Promptfoo treats --- on its own line in .txt prompt files as a multi-prompt separator. This silently splits one template into multiple incomplete prompts, causing evals to fail with confusing results (e.g., one prompt has skill context but no user request, another has the user request but no context).

Fix: Always use *** for visual separators in prompt template files.

Nunjucks Renders Everything

Promptfoo runs Nunjucks template rendering on all prompt content, including:

  • .txt template files
  • Return values from JavaScript prompt functions
  • Content loaded via file:// in vars:

This means URL-encoded JSON patterns like {%22feeAmount%22} in skill content will be interpreted as Nunjucks {% %} block tags, causing Template render error: unknown block tag errors.

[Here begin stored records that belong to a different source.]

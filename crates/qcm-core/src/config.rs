//! Quiz configuration.

use std::path::{Path, PathBuf};
use std::time::Duration;

use anyhow::{Context, Result};
use serde::{Deserialize, Serialize};

/// Environment variable overriding `time_limit_secs` (`0` disables).
pub const TIME_LIMIT_ENV: &str = "QCM_TIME_LIMIT";

/// Top-level qcm configuration.
#[derive(Debug, Clone, Serialize, Deserialize)]
pub struct QuizConfig {
    /// Number of questions drawn per run.
    #[serde(default = "default_question_count")]
    pub question_count: usize,
    /// Per-question time limit. `None` means plain, untimed input.
    #[serde(default)]
    pub time_limit_secs: Option<u64>,
    /// Fraction of correct answers needed to pass.
    #[serde(default = "default_pass_threshold")]
    pub pass_threshold: f64,
    /// Draw questions in random order.
    #[serde(default = "default_true")]
    pub shuffle: bool,
    /// Upper bound on one key poll while a countdown is running.
    #[serde(default = "default_poll_interval")]
    pub poll_interval_ms: u64,
    /// Output directory for reports.
    #[serde(default = "default_output_dir")]
    pub output_dir: PathBuf,
    /// Report formats written after a run (`text`, `json`).
    #[serde(default = "default_report_formats")]
    pub report_formats: Vec<String>,
}

fn default_question_count() -> usize {
    100
}
fn default_pass_threshold() -> f64 {
    0.8
}
fn default_true() -> bool {
    true
}
fn default_poll_interval() -> u64 {
    100
}
fn default_output_dir() -> PathBuf {
    PathBuf::from("./qcm-results")
}
fn default_report_formats() -> Vec<String> {
    vec!["text".to_string()]
}

impl Default for QuizConfig {
    fn default() -> Self {
        Self {
            question_count: default_question_count(),
            time_limit_secs: None,
            pass_threshold: default_pass_threshold(),
            shuffle: true,
            poll_interval_ms: default_poll_interval(),
            output_dir: default_output_dir(),
            report_formats: default_report_formats(),
        }
    }
}

impl QuizConfig {
    /// The per-question time limit, if one is configured.
    pub fn time_limit(&self) -> Option<Duration> {
        self.time_limit_secs
            .filter(|&secs| secs > 0)
            .map(Duration::from_secs)
    }

    /// The key poll bound.
    pub fn poll_interval(&self) -> Duration {
        Duration::from_millis(self.poll_interval_ms)
    }

    /// Reject values the quiz loop cannot work with.
    pub fn validate(&self) -> Result<()> {
        anyhow::ensure!(self.question_count >= 1, "question_count must be at least 1");
        anyhow::ensure!(
            (0.0..=1.0).contains(&self.pass_threshold),
            "pass_threshold must be between 0.0 and 1.0"
        );
        anyhow::ensure!(self.poll_interval_ms >= 1, "poll_interval_ms must be at least 1");
        Ok(())
    }

    fn apply_env_overrides(&mut self) -> Result<()> {
        if let Ok(raw) = std::env::var(TIME_LIMIT_ENV) {
            let secs: u64 = raw
                .trim()
                .parse()
                .with_context(|| format!("{TIME_LIMIT_ENV} must be a number of seconds, got '{raw}'"))?;
            self.time_limit_secs = (secs > 0).then_some(secs);
        }
        Ok(())
    }
}

/// Load configuration from well-known paths.
///
/// Search order:
/// 1. `qcm.toml` in the current directory
/// 2. `~/.config/qcm/config.toml`
///
/// Environment variable override: `QCM_TIME_LIMIT`.
pub fn load_config() -> Result<QuizConfig> {
    load_config_from(None)
}

/// Load config from an explicit path, or search the default locations.
pub fn load_config_from(path: Option<&Path>) -> Result<QuizConfig> {
    let config_path = if let Some(p) = path {
        if p.exists() {
            Some(p.to_path_buf())
        } else {
            anyhow::bail!("config file not found: {}", p.display());
        }
    } else {
        let local = PathBuf::from("qcm.toml");
        if local.exists() {
            Some(local)
        } else {
            home_config_path().filter(|p| p.exists())
        }
    };

    let mut config = match config_path {
        Some(p) => {
            tracing::debug!("loading config from {}", p.display());
            parse_config_file(&p)?
        }
        None => QuizConfig::default(),
    };

    config.apply_env_overrides()?;
    config.validate()?;
    Ok(config)
}

/// Parse a config file without applying overrides.
pub fn parse_config_file(path: &Path) -> Result<QuizConfig> {
    let content = std::fs::read_to_string(path)
        .with_context(|| format!("failed to read config: {}", path.display()))?;
    toml::from_str(&content).with_context(|| format!("failed to parse config: {}", path.display()))
}

fn home_config_path() -> Option<PathBuf> {
    std::env::var_os("HOME")
        .or_else(|| std::env::var_os("USERPROFILE"))
        .map(|home| PathBuf::from(home).join(".config").join("qcm").join("config.toml"))
}
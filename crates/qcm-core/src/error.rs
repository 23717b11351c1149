//! Quiz loop error types.
//!
//! Defined here so the CLI can downcast an `anyhow::Error` and pick an exit
//! code without string matching.

use thiserror::Error;

/// Errors that end a quiz run early.
#[derive(Debug, Error)]
pub enum QuizError {
    /// The question bank has no questions to ask.
    #[error("question bank '{0}' has no questions")]
    EmptyBank(String),

    /// Standard input closed before every question was answered.
    #[error("input closed after {answered} of {total} questions")]
    InputClosed { answered: usize, total: usize },

    /// The user interrupted the quiz (Ctrl-C).
    #[error("quiz interrupted by user")]
    Interrupted,
}

impl QuizError {
    /// Returns `true` if the user asked to stop, as opposed to a failure.
    pub fn is_user_abort(&self) -> bool {
        matches!(self, QuizError::Interrupted)
    }
}
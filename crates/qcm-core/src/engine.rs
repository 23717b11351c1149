//! The quiz loop.
//!
//! Draws questions from a bank, asks each one through an [`AnswerInput`],
//! re-asks on invalid input, and classifies the answer. Timed runs compute
//! one deadline per question that stays fixed across re-asks.

use std::time::{Duration, Instant};

use anyhow::Result;
use chrono::Utc;
use rand::rngs::StdRng;
use rand::seq::SliceRandom;
use rand::SeedableRng;
use uuid::Uuid;

use crate::config::QuizConfig;
use crate::error::QuizError;
use crate::model::{normalize_answer, Question, QuestionBank};
use crate::report::{BankSummary, QuizReport};
use crate::results::QuestionOutcome;
use crate::scoring::ScoreSummary;
use crate::traits::{AnswerInput, TimedResponse};

/// Prompt shown before every answer.
pub const ANSWER_PROMPT: &str = "enter your answer : ";

/// Settings for one run of the quiz loop.
#[derive(Debug, Clone)]
pub struct QuizSettings {
    /// Per-question time limit; `None` reads plain lines.
    pub time_limit: Option<Duration>,
    /// Fraction of correct answers needed to pass.
    pub pass_threshold: f64,
}

impl Default for QuizSettings {
    fn default() -> Self {
        Self {
            time_limit: None,
            pass_threshold: 0.8,
        }
    }
}

impl From<&QuizConfig> for QuizSettings {
    fn from(config: &QuizConfig) -> Self {
        Self {
            time_limit: config.time_limit(),
            pass_threshold: config.pass_threshold,
        }
    }
}

/// Progress callbacks for whoever is presenting the quiz.
pub trait QuizObserver {
    fn on_start(&self, total: usize, time_limit: Option<Duration>);
    fn on_question(&self, index: usize, total: usize, question: &Question);
    fn on_invalid(&self, valid_keys: &[&str]);
    fn on_outcome(&self, outcome: &QuestionOutcome);
    fn on_finish(&self, score: &ScoreSummary, elapsed: Duration);
}

/// No-op observer.
pub struct NoopObserver;

impl QuizObserver for NoopObserver {
    fn on_start(&self, _: usize, _: Option<Duration>) {}
    fn on_question(&self, _: usize, _: usize, _: &Question) {}
    fn on_invalid(&self, _: &[&str]) {}
    fn on_outcome(&self, _: &QuestionOutcome) {}
    fn on_finish(&self, _: &ScoreSummary, _: Duration) {}
}

/// Keep only questions tagged with at least one of `tags` (case-insensitive).
/// An empty tag list keeps every question.
pub fn filter_by_tags(questions: &mut Vec<Question>, tags: &[&str]) {
    if tags.is_empty() {
        return;
    }
    questions.retain(|q| {
        q.tags
            .iter()
            .any(|t| tags.iter().any(|wanted| t.eq_ignore_ascii_case(wanted)))
    });
}

/// Pick `count` unique questions from a bank.
///
/// With `shuffle` the draw is random (reproducible when `seed` is set);
/// without it the first `count` questions are taken in bank order. Banks
/// smaller than `count` are used whole.
pub fn select_questions(
    bank: &QuestionBank,
    count: usize,
    shuffle: bool,
    seed: Option<u64>,
) -> Vec<Question> {
    if bank.questions.len() < count {
        tracing::warn!(
            "only {} questions available in '{}', adjusting quiz size",
            bank.questions.len(),
            bank.name
        );
    }

    let mut picked = bank.questions.clone();
    if shuffle {
        let mut rng = match seed {
            Some(seed) => StdRng::seed_from_u64(seed),
            None => StdRng::from_entropy(),
        };
        picked.shuffle(&mut rng);
    }
    picked.truncate(count);
    picked
}

/// Runs a quiz over a fixed list of questions.
pub struct QuizEngine {
    settings: QuizSettings,
}

impl QuizEngine {
    pub fn new(settings: QuizSettings) -> Self {
        Self { settings }
    }

    /// Ask every question in order and build the report.
    pub fn run(
        &self,
        bank: &QuestionBank,
        questions: &[Question],
        input: &mut dyn AnswerInput,
        observer: &dyn QuizObserver,
    ) -> Result<QuizReport> {
        if questions.is_empty() {
            return Err(QuizError::EmptyBank(bank.name.clone()).into());
        }

        let start = Instant::now();
        let total = questions.len();
        observer.on_start(total, self.settings.time_limit);

        let mut outcomes = Vec::with_capacity(total);
        for (i, question) in questions.iter().enumerate() {
            let index = i + 1;
            observer.on_question(index, total, question);

            let Some(outcome) = self.ask(index, question, input, observer)? else {
                return Err(QuizError::InputClosed {
                    answered: outcomes.len(),
                    total,
                }
                .into());
            };
            tracing::debug!(index, status = %outcome.status, "question finished");
            observer.on_outcome(&outcome);
            outcomes.push(outcome);
        }

        let score = ScoreSummary::compute(&outcomes, self.settings.pass_threshold);
        let elapsed = start.elapsed();
        observer.on_finish(&score, elapsed);

        Ok(QuizReport {
            id: Uuid::new_v4(),
            created_at: Utc::now(),
            bank: BankSummary {
                name: bank.name.clone(),
                question_count: bank.questions.len(),
            },
            time_limit_secs: self.settings.time_limit.map(|d| d.as_secs()),
            outcomes,
            score,
            duration_ms: elapsed.as_millis() as u64,
        })
    }

    /// Ask one question until a valid answer arrives or time runs out.
    ///
    /// Returns `Ok(None)` if input ran dry.
    fn ask(
        &self,
        index: usize,
        question: &Question,
        input: &mut dyn AnswerInput,
        observer: &dyn QuizObserver,
    ) -> Result<Option<QuestionOutcome>> {
        let started = Instant::now();
        let deadline = self.settings.time_limit.map(|limit| started + limit);

        loop {
            let response = match deadline {
                Some(deadline) => input.read_before(ANSWER_PROMPT, deadline)?,
                None => match input.read_line(ANSWER_PROMPT)? {
                    Some(line) => TimedResponse::Answered(line),
                    None => return Ok(None),
                },
            };
            let elapsed_ms = started.elapsed().as_millis() as u64;

            match response {
                TimedResponse::TimedOut => {
                    return Ok(Some(QuestionOutcome::timed_out(index, question, elapsed_ms)));
                }
                TimedResponse::Closed => return Ok(None),
                TimedResponse::Answered(text) => {
                    let answer = normalize_answer(&text);
                    if question.accepts_response(&answer) {
                        return Ok(Some(QuestionOutcome::answered(
                            index, question, answer, elapsed_ms,
                        )));
                    }
                    observer.on_invalid(&question.option_keys());
                }
            }
        }
    }
}
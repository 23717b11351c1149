//! Input seam between the quiz loop and the terminal.
//!
//! The quiz loop only knows how to ask for an answer; `qcm-term` implements
//! [`AnswerInput`] on top of a real terminal, and tests use scripted inputs.

use std::time::Instant;

/// Result of a deadline-bounded read.
#[derive(Debug, Clone, PartialEq, Eq)]
pub enum TimedResponse {
    /// The user pressed Enter; raw text, not yet normalized.
    Answered(String),
    /// The deadline passed first.
    TimedOut,
    /// Input ended before an answer arrived.
    Closed,
}

/// Source of user answers.
pub trait AnswerInput {
    /// Blocking read of one line after printing `prompt`.
    ///
    /// Returns `Ok(None)` when input is exhausted.
    fn read_line(&mut self, prompt: &str) -> anyhow::Result<Option<String>>;

    /// Read one answer, giving up at `deadline`.
    fn read_before(&mut self, prompt: &str, deadline: Instant) -> anyhow::Result<TimedResponse>;
}
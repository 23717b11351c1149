//! Capture error types.

use std::io;

use thiserror::Error;

/// Errors that can occur while capturing a timed answer.
///
/// Running out of time is not an error; see
/// [`CaptureOutcome::TimedOut`](crate::capture::CaptureOutcome::TimedOut).
#[derive(Debug, Error)]
pub enum CaptureError {
    /// Stdin or stdout is not an interactive terminal (e.g. redirected).
    /// The caller should fall back to plain line input.
    #[error("standard input is not an interactive terminal")]
    NotATerminal,

    /// The platform refused to query or switch terminal modes.
    #[error("failed to {action}: {source}")]
    TerminalModeFailure {
        action: &'static str,
        #[source]
        source: io::Error,
    },

    /// An input event could not be mapped to a key. The poller swallows
    /// these and reports no key.
    #[error("undecodable input: {0}")]
    Decode(String),

    /// Reading input events failed.
    #[error("failed to read terminal input: {0}")]
    Input(#[source] io::Error),

    /// Drawing the status line failed.
    #[error("failed to draw status line: {0}")]
    Render(#[source] io::Error),

    /// The user pressed Ctrl-C during the capture.
    #[error("capture interrupted")]
    Interrupted,
}

impl CaptureError {
    /// Returns `true` if the caller should retry with plain line input.
    pub fn wants_line_fallback(&self) -> bool {
        matches!(self, CaptureError::NotATerminal)
    }
}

Fix: For skills containing {% patterns (common in URL-encoded JSON), use a JavaScript prompt function that reads the file via fs.readFileSync and wraps it in {% raw %}...{% endraw %} blocks:

// prompt-wrapper.js
const fs = require('fs');
const path = require('path');

const skillPath = path.resolve(
  __dirname,
  '../../../packages/plugins/<plugin>/skills/<skill>/SKILL.md'
);
const skillContent = fs.readFileSync(skillPath, 'utf-8');

module.exports = function ({ vars }) {
  return `You are an AI assistant with the following skill loaded.

{% raw %}${skillContent}{% endraw %}

***

User request:

${vars.case_content}`;
};

Then reference it in promptfoo.yaml:

prompts:
  - file://prompt-wrapper.js

See suites/liquidity-planner/ for a working example.

Troubleshooting

Eval not finding config

Ensure promptfoo.yaml exists in the suite directory.

Authentication errors

Set either ANTHROPIC_API_KEY or CLAUDE_CODE_OAUTH_TOKEN environment variable.

Rubric scoring seems off

Review the rubric instructions - LLM judges need clear scoring guidelines.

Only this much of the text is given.